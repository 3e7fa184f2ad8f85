use std::collections::BTreeMap;

use anyhow::bail;

/// Check whether the name matches the pattern. A pattern containing a `*` is
/// evaluated with shell glob semantics, everything else is compared verbatim.
/// A glob that does not compile matches nothing.
fn name_matches(name: &str, pattern: &str) -> bool {
    if pattern.contains('*') {
        match glob::Pattern::new(pattern) {
            Ok(compiled) => compiled.matches(name),
            Err(_) => false,
        }
    } else {
        name == pattern
    }
}

/// Check the needle against every pattern, succeeding on the first match.
pub fn needle_matches_patterns(needle: &str, patterns: &[String]) -> bool {
    // no patterns given, so everything matches
    if patterns.is_empty() {
        return true;
    }

    patterns.iter().any(|pattern| name_matches(needle, pattern))
}

#[derive(Debug, Clone, PartialEq, Eq)]
enum LabelRequirement {
    Equals { key: String, value: String },
    NotEquals { key: String, value: String },
    Exists { key: String },
}

/// A parsed label selector expression, matched against pod labels.
#[derive(Debug, Clone, Default, PartialEq, Eq)]
pub struct LabelSelector {
    requirements: Vec<LabelRequirement>,
}

impl LabelSelector {
    /// Parse a comma-separated list of `key=value`, `key==value`, `key!=value`
    /// and bare `key` (existence) requirements.
    pub fn parse(selector: &str) -> anyhow::Result<Self> {
        let mut requirements = Vec::new();

        for part in selector.split(',') {
            let part = part.trim();
            if part.is_empty() {
                bail!("invalid label selector {:?}: empty requirement", selector);
            }

            let requirement = if let Some((key, value)) = part.split_once("!=") {
                LabelRequirement::NotEquals {
                    key: key.trim().to_string(),
                    value: value.trim().to_string(),
                }
            } else if let Some((key, value)) = part.split_once("==") {
                LabelRequirement::Equals {
                    key: key.trim().to_string(),
                    value: value.trim().to_string(),
                }
            } else if let Some((key, value)) = part.split_once('=') {
                LabelRequirement::Equals {
                    key: key.trim().to_string(),
                    value: value.trim().to_string(),
                }
            } else {
                LabelRequirement::Exists {
                    key: part.to_string(),
                }
            };

            let key = match &requirement {
                LabelRequirement::Equals { key, .. }
                | LabelRequirement::NotEquals { key, .. }
                | LabelRequirement::Exists { key } => key,
            };
            if key.is_empty() {
                bail!("invalid label selector {:?}: requirement without a key", selector);
            }

            requirements.push(requirement);
        }

        Ok(Self { requirements })
    }

    /// All requirements have to hold for the labels to match.
    pub fn matches(&self, labels: &BTreeMap<String, String>) -> bool {
        self.requirements.iter().all(|requirement| match requirement {
            LabelRequirement::Equals { key, value } => labels.get(key) == Some(value),
            LabelRequirement::NotEquals { key, value } => labels.get(key) != Some(value),
            LabelRequirement::Exists { key } => labels.contains_key(key),
        })
    }
}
....
### Required work
Reproduce all the data word for word.

### Answer to the exercise
repository 3e7fa184f2ad8f85
use std::collections::BTreeMap;

use anyhow::bail;

/// Check whether the name matches the pattern. A pattern containing a `*` is
/// evaluated with shell glob semantics, everything else is compared verbatim.
/// A glob that does not compile matches nothing.
fn name_matches(name: &str, pattern: &str) -> bool {
    if pattern.contains('*') {
        match glob::Pattern::new(pattern) {
            Ok(compiled) => compiled.matches(name),
            Err(_) => false,
        }
    } else {
        name == pattern
    }
}

/// Check the needle against every pattern, succeeding on the first match.
pub fn needle_matches_patterns(needle: &str, patterns: &[String]) -> bool {
    // no patterns given, so everything matches
    if patterns.is_empty() {
        return true;
    }

    patterns.iter().any(|pattern| name_matches(needle, pattern))
}

#[derive(Debug, Clone, PartialEq, Eq)]
enum LabelRequirement {
    Equals { key: String, value: String },
    NotEquals { key: String, value: String },
    Exists { key: String },
}

/// A parsed label selector expression, matched against pod labels.
#[derive(Debug, Clone, Default, PartialEq, Eq)]
pub struct LabelSelector {
    requirements: Vec<LabelRequirement>,
}

impl LabelSelector {
    /// Parse a comma-separated list of `key=value`, `key==value`, `key!=value`
    /// and bare `key` (existence) requirements.
    pub fn parse(selector: &str) -> anyhow::Result<Self> {
        let mut requirements = Vec::new();

        for part in selector.split(',') {
            let part = part.trim();
            if part.is_empty() {
                bail!("invalid label selector {:?}: empty requirement", selector);
            }

            let requirement = if let Some((key, value)) = part.split_once("!=") {
                LabelRequirement::NotEquals {
                    key: key.trim().to_string(),
                    value: value.trim().to_string(),
                }
            } else if let Some((key, value)) = part.split_once("==") {
                LabelRequirement::Equals {
                    key: key.trim().to_string(),
                    value: value.trim().to_string(),
                }
            } else if let Some((key, value)) = part.split_once('=') {
                LabelRequirement::Equals {
                    key: key.trim().to_string(),
                    value: value.trim().to_string(),
                }
            } else {
                LabelRequirement::Exists {
                    key: part.to_string(),
                }
            };

            let key = match &requirement {
                LabelRequirement::Equals { key, .. }
                | LabelRequirement::NotEquals { key, .. }
                | LabelRequirement::Exists { key } => key,
            };
            if key.is_empty() {
                bail!("invalid label selector {:?}: requirement without a key", selector);
            }

            requirements.push(requirement);
        }

        Ok(Self { requirements })
    }

    /// All requirements have to hold for the labels to match.
    pub fn matches(&self, labels: &BTreeMap<String, String>) -> bool {
        self.requirements.iter().all(|requirement| match requirement {
            LabelRequirement::Equals { key, value } => labels.get(key) == Some(value),
            LabelRequirement::NotEquals { key, value } => labels.get(key) != Some(value),
            LabelRequirement::Exists { key } => labels.contains_key(key),
        })
    }
}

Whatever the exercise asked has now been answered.